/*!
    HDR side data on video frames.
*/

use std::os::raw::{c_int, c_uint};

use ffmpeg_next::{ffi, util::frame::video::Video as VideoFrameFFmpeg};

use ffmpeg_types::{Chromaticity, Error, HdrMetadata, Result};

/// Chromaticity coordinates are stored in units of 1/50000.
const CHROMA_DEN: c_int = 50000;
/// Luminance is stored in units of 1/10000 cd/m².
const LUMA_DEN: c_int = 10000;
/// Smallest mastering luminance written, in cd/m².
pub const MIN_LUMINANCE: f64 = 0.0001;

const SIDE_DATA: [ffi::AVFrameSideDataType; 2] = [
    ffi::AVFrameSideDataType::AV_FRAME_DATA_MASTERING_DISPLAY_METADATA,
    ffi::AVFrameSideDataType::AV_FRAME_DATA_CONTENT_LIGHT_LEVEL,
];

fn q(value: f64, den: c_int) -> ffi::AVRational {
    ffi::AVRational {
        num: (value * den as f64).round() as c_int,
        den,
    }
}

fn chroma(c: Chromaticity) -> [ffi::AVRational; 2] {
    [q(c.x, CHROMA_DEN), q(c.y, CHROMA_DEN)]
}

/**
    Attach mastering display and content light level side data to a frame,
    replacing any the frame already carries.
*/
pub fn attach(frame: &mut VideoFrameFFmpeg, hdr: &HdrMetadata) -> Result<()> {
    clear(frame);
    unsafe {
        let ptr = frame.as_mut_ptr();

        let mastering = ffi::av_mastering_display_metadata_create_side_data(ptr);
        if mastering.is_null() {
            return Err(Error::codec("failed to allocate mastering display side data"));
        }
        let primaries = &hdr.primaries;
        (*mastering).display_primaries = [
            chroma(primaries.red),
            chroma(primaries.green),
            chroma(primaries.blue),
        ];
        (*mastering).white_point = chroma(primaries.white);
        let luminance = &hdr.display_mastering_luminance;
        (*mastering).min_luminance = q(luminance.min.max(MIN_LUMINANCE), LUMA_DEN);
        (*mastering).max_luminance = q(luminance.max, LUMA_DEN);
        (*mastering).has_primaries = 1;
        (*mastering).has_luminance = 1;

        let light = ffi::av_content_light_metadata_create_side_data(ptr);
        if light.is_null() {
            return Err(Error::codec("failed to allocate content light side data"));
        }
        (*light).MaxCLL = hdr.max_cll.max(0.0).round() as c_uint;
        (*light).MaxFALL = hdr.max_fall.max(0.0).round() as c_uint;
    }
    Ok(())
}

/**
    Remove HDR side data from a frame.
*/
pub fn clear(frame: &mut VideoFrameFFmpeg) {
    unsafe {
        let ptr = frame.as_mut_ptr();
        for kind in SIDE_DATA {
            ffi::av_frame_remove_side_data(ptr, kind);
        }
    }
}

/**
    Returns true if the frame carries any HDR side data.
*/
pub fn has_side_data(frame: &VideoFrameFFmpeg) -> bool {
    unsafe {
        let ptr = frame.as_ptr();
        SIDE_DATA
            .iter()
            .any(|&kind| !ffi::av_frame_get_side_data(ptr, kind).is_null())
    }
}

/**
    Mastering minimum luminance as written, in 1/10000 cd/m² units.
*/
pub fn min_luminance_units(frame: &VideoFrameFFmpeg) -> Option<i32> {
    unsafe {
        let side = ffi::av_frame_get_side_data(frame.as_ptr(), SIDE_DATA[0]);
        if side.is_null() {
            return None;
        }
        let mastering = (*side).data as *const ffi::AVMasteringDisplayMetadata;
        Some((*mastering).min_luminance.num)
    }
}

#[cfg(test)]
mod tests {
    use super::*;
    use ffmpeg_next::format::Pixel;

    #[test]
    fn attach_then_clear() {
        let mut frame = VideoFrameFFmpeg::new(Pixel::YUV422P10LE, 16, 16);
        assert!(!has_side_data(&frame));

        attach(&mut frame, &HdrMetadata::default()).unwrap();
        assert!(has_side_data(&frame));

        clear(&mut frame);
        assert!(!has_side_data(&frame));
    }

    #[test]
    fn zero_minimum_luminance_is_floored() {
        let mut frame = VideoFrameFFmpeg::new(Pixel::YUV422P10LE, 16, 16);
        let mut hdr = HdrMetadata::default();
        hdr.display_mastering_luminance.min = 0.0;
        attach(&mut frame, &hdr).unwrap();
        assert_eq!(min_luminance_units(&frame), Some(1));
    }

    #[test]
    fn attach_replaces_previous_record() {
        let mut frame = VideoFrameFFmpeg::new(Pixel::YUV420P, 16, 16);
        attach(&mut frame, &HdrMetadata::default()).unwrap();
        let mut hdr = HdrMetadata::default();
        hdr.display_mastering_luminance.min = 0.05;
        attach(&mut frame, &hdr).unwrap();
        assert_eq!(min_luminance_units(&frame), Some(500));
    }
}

-.-.-

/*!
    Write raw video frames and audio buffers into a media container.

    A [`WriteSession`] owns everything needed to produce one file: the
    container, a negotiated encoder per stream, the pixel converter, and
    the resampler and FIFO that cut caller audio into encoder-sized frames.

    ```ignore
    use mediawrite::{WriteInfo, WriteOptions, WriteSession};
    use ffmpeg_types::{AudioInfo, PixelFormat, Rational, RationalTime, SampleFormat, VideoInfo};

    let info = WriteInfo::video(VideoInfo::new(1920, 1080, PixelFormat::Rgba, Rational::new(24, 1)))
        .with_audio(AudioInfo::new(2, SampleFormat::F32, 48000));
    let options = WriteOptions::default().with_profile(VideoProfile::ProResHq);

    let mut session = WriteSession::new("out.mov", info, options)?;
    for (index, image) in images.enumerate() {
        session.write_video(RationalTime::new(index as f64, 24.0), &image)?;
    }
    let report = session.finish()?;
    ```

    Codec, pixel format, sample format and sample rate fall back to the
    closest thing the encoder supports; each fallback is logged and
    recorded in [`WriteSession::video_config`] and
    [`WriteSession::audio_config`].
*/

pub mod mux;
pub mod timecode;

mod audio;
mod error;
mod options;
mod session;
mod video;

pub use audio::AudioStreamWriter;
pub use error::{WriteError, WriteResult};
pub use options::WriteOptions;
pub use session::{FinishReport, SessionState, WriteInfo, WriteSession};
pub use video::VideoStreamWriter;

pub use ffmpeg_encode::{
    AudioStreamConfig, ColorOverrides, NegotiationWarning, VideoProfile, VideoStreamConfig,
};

-.-.-

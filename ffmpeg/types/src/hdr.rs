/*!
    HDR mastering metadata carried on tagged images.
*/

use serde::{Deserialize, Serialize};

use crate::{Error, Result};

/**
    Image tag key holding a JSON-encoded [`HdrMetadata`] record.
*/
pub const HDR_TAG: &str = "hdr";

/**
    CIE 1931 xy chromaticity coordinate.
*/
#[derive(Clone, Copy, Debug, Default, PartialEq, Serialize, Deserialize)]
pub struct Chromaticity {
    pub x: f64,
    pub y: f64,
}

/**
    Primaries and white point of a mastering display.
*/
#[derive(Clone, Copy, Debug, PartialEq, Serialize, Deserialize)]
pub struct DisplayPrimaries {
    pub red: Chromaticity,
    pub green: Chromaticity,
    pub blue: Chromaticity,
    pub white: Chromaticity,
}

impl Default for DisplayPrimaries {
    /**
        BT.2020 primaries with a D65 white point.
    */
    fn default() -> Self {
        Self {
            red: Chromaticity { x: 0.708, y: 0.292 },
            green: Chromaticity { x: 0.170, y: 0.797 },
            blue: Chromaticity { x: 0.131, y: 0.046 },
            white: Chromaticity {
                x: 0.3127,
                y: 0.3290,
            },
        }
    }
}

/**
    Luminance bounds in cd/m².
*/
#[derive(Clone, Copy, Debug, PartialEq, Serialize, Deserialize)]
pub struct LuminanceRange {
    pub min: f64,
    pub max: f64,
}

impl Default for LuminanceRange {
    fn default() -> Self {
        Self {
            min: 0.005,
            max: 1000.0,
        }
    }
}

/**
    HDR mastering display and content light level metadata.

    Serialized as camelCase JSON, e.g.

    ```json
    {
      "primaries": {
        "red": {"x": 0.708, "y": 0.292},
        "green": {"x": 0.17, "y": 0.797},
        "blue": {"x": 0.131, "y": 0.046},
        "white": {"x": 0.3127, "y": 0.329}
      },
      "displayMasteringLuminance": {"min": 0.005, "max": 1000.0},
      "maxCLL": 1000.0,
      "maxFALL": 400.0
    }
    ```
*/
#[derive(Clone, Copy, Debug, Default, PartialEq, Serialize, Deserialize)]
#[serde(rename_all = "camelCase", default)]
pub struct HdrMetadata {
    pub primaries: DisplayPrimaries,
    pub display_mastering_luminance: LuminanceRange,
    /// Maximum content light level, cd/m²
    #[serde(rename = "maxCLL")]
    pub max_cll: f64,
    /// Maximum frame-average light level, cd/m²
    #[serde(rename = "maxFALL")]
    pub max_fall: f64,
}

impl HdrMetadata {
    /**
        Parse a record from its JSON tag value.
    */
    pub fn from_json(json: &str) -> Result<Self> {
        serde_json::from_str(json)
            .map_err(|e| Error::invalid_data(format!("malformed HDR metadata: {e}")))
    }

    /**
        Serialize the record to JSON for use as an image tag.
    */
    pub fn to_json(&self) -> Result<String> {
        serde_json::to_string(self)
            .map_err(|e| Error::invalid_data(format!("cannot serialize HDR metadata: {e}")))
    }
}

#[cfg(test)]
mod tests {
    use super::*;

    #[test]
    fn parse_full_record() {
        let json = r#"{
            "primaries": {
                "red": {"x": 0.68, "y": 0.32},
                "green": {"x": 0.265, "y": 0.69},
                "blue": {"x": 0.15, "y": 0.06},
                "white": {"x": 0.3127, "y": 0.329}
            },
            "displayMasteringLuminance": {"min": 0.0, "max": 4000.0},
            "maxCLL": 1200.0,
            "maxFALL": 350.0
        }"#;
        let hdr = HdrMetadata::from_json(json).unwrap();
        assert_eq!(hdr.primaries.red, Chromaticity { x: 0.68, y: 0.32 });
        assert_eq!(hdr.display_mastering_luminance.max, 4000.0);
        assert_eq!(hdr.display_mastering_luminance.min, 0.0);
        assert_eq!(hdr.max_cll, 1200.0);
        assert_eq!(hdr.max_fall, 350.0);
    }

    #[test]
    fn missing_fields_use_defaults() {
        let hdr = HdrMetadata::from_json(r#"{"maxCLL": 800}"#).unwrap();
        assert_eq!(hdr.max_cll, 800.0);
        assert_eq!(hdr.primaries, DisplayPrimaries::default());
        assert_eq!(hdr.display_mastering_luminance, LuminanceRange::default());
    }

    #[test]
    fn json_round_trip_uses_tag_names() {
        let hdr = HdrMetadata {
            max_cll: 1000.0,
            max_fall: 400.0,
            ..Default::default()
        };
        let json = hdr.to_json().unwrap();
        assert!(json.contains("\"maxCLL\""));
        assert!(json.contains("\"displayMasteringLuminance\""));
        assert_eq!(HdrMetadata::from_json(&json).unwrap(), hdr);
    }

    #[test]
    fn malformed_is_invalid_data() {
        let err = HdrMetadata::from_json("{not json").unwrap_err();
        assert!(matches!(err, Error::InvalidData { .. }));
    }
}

-.-.-

§ **AIM OF THE EXERCISE**
From the listing, reproduce every line where the word "index" is present.

§ **ANSWER FOR THIS EXERCISE**
    for (index, image) in images.enumerate() {
        session.write_video(RationalTime::new(index as f64, 24.0), &image)?;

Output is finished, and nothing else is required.